• [What you will do]:
Copy every line that contains the string "tokio" from the entries below.

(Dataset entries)
········

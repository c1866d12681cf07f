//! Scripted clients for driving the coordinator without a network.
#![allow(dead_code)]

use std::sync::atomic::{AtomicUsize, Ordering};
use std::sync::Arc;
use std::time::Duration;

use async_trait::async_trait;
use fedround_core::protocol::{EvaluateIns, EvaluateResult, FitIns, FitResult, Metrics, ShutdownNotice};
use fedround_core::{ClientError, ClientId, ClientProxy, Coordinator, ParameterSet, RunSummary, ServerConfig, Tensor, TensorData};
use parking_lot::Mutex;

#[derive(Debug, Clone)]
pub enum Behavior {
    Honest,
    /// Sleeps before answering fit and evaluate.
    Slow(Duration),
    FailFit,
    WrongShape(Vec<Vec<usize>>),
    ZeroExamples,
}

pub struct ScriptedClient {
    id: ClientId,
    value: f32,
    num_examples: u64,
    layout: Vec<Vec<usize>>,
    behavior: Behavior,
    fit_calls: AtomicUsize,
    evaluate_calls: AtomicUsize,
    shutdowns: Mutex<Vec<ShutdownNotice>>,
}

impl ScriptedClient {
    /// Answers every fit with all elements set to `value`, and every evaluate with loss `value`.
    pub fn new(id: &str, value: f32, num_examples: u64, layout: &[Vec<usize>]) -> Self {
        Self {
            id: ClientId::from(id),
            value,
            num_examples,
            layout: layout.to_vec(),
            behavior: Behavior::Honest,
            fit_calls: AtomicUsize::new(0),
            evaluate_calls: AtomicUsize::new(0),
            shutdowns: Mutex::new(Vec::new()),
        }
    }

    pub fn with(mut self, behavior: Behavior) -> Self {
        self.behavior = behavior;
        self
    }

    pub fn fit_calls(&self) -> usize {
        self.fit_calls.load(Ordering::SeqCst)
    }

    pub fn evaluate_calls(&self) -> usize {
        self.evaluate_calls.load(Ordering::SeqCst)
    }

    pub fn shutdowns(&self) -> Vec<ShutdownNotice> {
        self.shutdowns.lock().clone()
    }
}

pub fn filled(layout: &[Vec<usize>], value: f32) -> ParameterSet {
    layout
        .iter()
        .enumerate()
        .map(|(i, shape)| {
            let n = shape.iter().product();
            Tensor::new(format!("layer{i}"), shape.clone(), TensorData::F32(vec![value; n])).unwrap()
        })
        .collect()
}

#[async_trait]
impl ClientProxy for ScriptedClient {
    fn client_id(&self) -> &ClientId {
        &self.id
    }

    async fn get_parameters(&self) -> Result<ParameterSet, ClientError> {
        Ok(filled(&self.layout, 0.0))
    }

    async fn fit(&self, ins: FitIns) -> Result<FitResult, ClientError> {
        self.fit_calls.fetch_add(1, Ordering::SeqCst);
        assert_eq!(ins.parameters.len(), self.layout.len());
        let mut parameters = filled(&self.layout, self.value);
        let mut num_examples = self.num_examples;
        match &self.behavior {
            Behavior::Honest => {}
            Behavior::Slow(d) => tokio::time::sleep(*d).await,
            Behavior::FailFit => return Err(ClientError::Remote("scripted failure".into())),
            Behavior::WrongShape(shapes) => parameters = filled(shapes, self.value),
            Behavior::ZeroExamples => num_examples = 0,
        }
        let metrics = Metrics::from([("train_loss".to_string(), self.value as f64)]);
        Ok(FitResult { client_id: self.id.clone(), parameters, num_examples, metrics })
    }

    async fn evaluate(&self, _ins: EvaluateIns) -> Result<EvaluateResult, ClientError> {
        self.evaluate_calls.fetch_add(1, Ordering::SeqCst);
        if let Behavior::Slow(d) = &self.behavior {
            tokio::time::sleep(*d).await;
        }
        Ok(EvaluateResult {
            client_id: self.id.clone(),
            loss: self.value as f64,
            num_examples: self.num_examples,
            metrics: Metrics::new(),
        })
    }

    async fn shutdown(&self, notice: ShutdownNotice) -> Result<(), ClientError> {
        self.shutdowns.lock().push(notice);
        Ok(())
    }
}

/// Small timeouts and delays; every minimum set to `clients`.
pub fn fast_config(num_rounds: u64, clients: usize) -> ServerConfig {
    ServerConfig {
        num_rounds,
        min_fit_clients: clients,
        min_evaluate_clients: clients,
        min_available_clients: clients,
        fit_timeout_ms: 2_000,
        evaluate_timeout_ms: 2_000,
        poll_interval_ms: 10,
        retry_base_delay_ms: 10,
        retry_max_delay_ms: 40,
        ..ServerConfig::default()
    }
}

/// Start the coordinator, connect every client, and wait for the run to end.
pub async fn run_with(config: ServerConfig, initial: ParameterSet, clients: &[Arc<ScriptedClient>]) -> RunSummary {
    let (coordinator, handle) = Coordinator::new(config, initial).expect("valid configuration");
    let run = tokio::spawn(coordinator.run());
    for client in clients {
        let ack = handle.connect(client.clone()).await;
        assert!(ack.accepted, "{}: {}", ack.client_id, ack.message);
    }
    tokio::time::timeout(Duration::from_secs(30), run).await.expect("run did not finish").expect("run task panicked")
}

········

• [Response to this task]:
            Behavior::Slow(d) => tokio::time::sleep(*d).await,
            tokio::time::sleep(*d).await;
    let run = tokio::spawn(coordinator.run());
    tokio::time::timeout(Duration::from_secs(30), run).await.expect("run did not finish").expect("run task panicked")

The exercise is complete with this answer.